Assignment. Give back the records in full, with every line exactly as it was.

Raw data.

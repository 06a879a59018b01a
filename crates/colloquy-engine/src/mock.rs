//! Scripted transport for testing.
//!
//! # Feature Flag
//!
//! This module is only available when the `test-utils` feature is enabled:
//!
//! ```toml
//! [dev-dependencies]
//! colloquy-engine = { version = "...", features = ["test-utils"] }
//! ```
//!
//! # Example
//!
//! ```rust,ignore
//! use colloquy_engine::mock::MockTransport;
//!
//! let transport = MockTransport::rate_limited_once("OK", TokenUsage::new(10, 5));
//! let engine = BatchEngine::new(config, transport.clone())?;
//! engine.run_batch(&sequences).await;
//! assert_eq!(transport.request_count(), 2 * sequences.len());
//! ```

use std::collections::HashSet;
use std::fmt;
use std::sync::{Arc, Mutex, MutexGuard, PoisonError};
use std::time::Duration;

use colloquy_core::{ChatRequest, ChatTransport, Error, Result, TokenUsage, TransportResponse};
use serde_json::{Value, json};

type Responder = dyn Fn(&ChatRequest, usize) -> Result<TransportResponse> + Send + Sync;

/// Builds a minimal successful chat completion body.
pub fn completion_body(content: &str, usage: TokenUsage) -> Value {
    json!({
        "choices": [{"index": 0, "message": {"role": "assistant", "content": content}}],
        "usage": {
            "prompt_tokens": usage.input_tokens,
            "completion_tokens": usage.output_tokens,
            "total_tokens": usage.total(),
        }
    })
}

/// Last user message text of a request body, whether plain or multimodal.
pub fn last_user_text(request: &ChatRequest) -> Option<String> {
    let message = request.body["messages"].as_array()?.last()?;
    match &message["content"] {
        Value::String(text) => Some(text.clone()),
        Value::Array(parts) => parts
            .iter()
            .find_map(|part| part["text"].as_str())
            .map(str::to_owned),
        _ => None,
    }
}

/// Transport replying through a closure and recording every request.
///
/// The closure receives the request and the zero-based call number. Clones share
/// the recorded requests.
#[derive(Clone)]
pub struct MockTransport {
    responder: Arc<Responder>,
    requests: Arc<Mutex<Vec<ChatRequest>>>,
    latency: Duration,
}

impl fmt::Debug for MockTransport {
    fn fmt(&self, f: &mut fmt::Formatter<'_>) -> fmt::Result {
        f.debug_struct("MockTransport")
            .field("requests", &self.request_count())
            .field("latency", &self.latency)
            .finish_non_exhaustive()
    }
}

impl MockTransport {
    /// Creates a transport answering with `responder`.
    pub fn new<F>(responder: F) -> Self
    where
        F: Fn(&ChatRequest, usize) -> Result<TransportResponse> + Send + Sync + 'static,
    {
        Self {
            responder: Arc::new(responder),
            requests: Arc::new(Mutex::new(Vec::new())),
            latency: Duration::ZERO,
        }
    }

    /// Answers every request with `content` and `usage`.
    pub fn always_ok(content: impl Into<String>, usage: TokenUsage) -> Self {
        let body = completion_body(&content.into(), usage);
        Self::new(move |_, _| Ok(TransportResponse::json_ok(&body)))
    }

    /// Answers with `"<prefix><last user message>"`.
    pub fn echo(prefix: impl Into<String>, usage: TokenUsage) -> Self {
        let prefix = prefix.into();
        Self::new(move |request, _| {
            let text = last_user_text(request).unwrap_or_default();
            let body = completion_body(&format!("{prefix}{text}"), usage);
            Ok(TransportResponse::json_ok(&body))
        })
    }

    /// Answers 429 the first time a request body is seen, then `content`.
    pub fn rate_limited_once(content: impl Into<String>, usage: TokenUsage) -> Self {
        let body = completion_body(&content.into(), usage);
        let seen = Mutex::new(HashSet::new());
        Self::new(move |request, _| {
            let first_time = seen
                .lock()
                .unwrap_or_else(PoisonError::into_inner)
                .insert(request.body.to_string());
            Ok(if first_time {
                TransportResponse::new(429, "rate limited")
            } else {
                TransportResponse::json_ok(&body)
            })
        })
    }

    /// Fails every request with a timeout.
    pub fn timing_out() -> Self {
        Self::new(|_, _| Err(Error::timeout().with_message("operation timed out")))
    }

    /// Delays every answer by `latency`.
    #[must_use]
    pub fn with_latency(mut self, latency: Duration) -> Self {
        self.latency = latency;
        self
    }

    fn recorded(&self) -> MutexGuard<'_, Vec<ChatRequest>> {
        self.requests.lock().unwrap_or_else(PoisonError::into_inner)
    }

    /// Every request sent so far, in order.
    pub fn requests(&self) -> Vec<ChatRequest> {
        self.recorded().clone()
    }

    /// Number of requests sent so far.
    pub fn request_count(&self) -> usize {
        self.recorded().len()
    }
}

#[async_trait::async_trait]
impl ChatTransport for MockTransport {
    async fn send(&self, request: &ChatRequest) -> Result<TransportResponse> {
        let call = {
            let mut requests = self.recorded();
            requests.push(request.clone());
            requests.len() - 1
        };

        if !self.latency.is_zero() {
            tokio::time::sleep(self.latency).await;
        }

        (self.responder)(request, call)
    }
}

Result for this task.
repository 06a879a59018b01a
filename crates/colloquy-engine/src/mock.rs
//! Scripted transport for testing.
//!
//! # Feature Flag
//!
//! This module is only available when the `test-utils` feature is enabled:
//!
//! ```toml
//! [dev-dependencies]
//! colloquy-engine = { version = "...", features = ["test-utils"] }
//! ```
//!
//! # Example
//!
//! ```rust,ignore
//! use colloquy_engine::mock::MockTransport;
//!
//! let transport = MockTransport::rate_limited_once("OK", TokenUsage::new(10, 5));
//! let engine = BatchEngine::new(config, transport.clone())?;
//! engine.run_batch(&sequences).await;
//! assert_eq!(transport.request_count(), 2 * sequences.len());
//! ```

use std::collections::HashSet;
use std::fmt;
use std::sync::{Arc, Mutex, MutexGuard, PoisonError};
use std::time::Duration;

use colloquy_core::{ChatRequest, ChatTransport, Error, Result, TokenUsage, TransportResponse};
use serde_json::{Value, json};

type Responder = dyn Fn(&ChatRequest, usize) -> Result<TransportResponse> + Send + Sync;

/// Builds a minimal successful chat completion body.
pub fn completion_body(content: &str, usage: TokenUsage) -> Value {
    json!({
        "choices": [{"index": 0, "message": {"role": "assistant", "content": content}}],
        "usage": {
            "prompt_tokens": usage.input_tokens,
            "completion_tokens": usage.output_tokens,
            "total_tokens": usage.total(),
        }
    })
}

/// Last user message text of a request body, whether plain or multimodal.
pub fn last_user_text(request: &ChatRequest) -> Option<String> {
    let message = request.body["messages"].as_array()?.last()?;
    match &message["content"] {
        Value::String(text) => Some(text.clone()),
        Value::Array(parts) => parts
            .iter()
            .find_map(|part| part["text"].as_str())
            .map(str::to_owned),
        _ => None,
    }
}

/// Transport replying through a closure and recording every request.
///
/// The closure receives the request and the zero-based call number. Clones share
/// the recorded requests.
#[derive(Clone)]
pub struct MockTransport {
    responder: Arc<Responder>,
    requests: Arc<Mutex<Vec<ChatRequest>>>,
    latency: Duration,
}

impl fmt::Debug for MockTransport {
    fn fmt(&self, f: &mut fmt::Formatter<'_>) -> fmt::Result {
        f.debug_struct("MockTransport")
            .field("requests", &self.request_count())
            .field("latency", &self.latency)
            .finish_non_exhaustive()
    }
}

impl MockTransport {
    /// Creates a transport answering with `responder`.
    pub fn new<F>(responder: F) -> Self
    where
        F: Fn(&ChatRequest, usize) -> Result<TransportResponse> + Send + Sync + 'static,
    {
        Self {
            responder: Arc::new(responder),
            requests: Arc::new(Mutex::new(Vec::new())),
            latency: Duration::ZERO,
        }
    }

    /// Answers every request with `content` and `usage`.
    pub fn always_ok(content: impl Into<String>, usage: TokenUsage) -> Self {
        let body = completion_body(&content.into(), usage);
        Self::new(move |_, _| Ok(TransportResponse::json_ok(&body)))
    }

    /// Answers with `"<prefix><last user message>"`.
    pub fn echo(prefix: impl Into<String>, usage: TokenUsage) -> Self {
        let prefix = prefix.into();
        Self::new(move |request, _| {
            let text = last_user_text(request).unwrap_or_default();
            let body = completion_body(&format!("{prefix}{text}"), usage);
            Ok(TransportResponse::json_ok(&body))
        })
    }

    /// Answers 429 the first time a request body is seen, then `content`.
    pub fn rate_limited_once(content: impl Into<String>, usage: TokenUsage) -> Self {
        let body = completion_body(&content.into(), usage);
        let seen = Mutex::new(HashSet::new());
        Self::new(move |request, _| {
            let first_time = seen
                .lock()
                .unwrap_or_else(PoisonError::into_inner)
                .insert(request.body.to_string());
            Ok(if first_time {
                TransportResponse::new(429, "rate limited")
            } else {
                TransportResponse::json_ok(&body)
            })
        })
    }

    /// Fails every request with a timeout.
    pub fn timing_out() -> Self {
        Self::new(|_, _| Err(Error::timeout().with_message("operation timed out")))
    }

    /// Delays every answer by `latency`.
    #[must_use]
    pub fn with_latency(mut self, latency: Duration) -> Self {
        self.latency = latency;
        self
    }

    fn recorded(&self) -> MutexGuard<'_, Vec<ChatRequest>> {
        self.requests.lock().unwrap_or_else(PoisonError::into_inner)
    }

    /// Every request sent so far, in order.
    pub fn requests(&self) -> Vec<ChatRequest> {
        self.recorded().clone()
    }

    /// Number of requests sent so far.
    pub fn request_count(&self) -> usize {
        self.recorded().len()
    }
}

#[async_trait::async_trait]
impl ChatTransport for MockTransport {
    async fn send(&self, request: &ChatRequest) -> Result<TransportResponse> {
        let call = {
            let mut requests = self.recorded();
            requests.push(request.clone());
            requests.len() - 1
        };

        if !self.latency.is_zero() {
            tokio::time::sleep(self.latency).await;
        }

        (self.responder)(request, call)
    }
}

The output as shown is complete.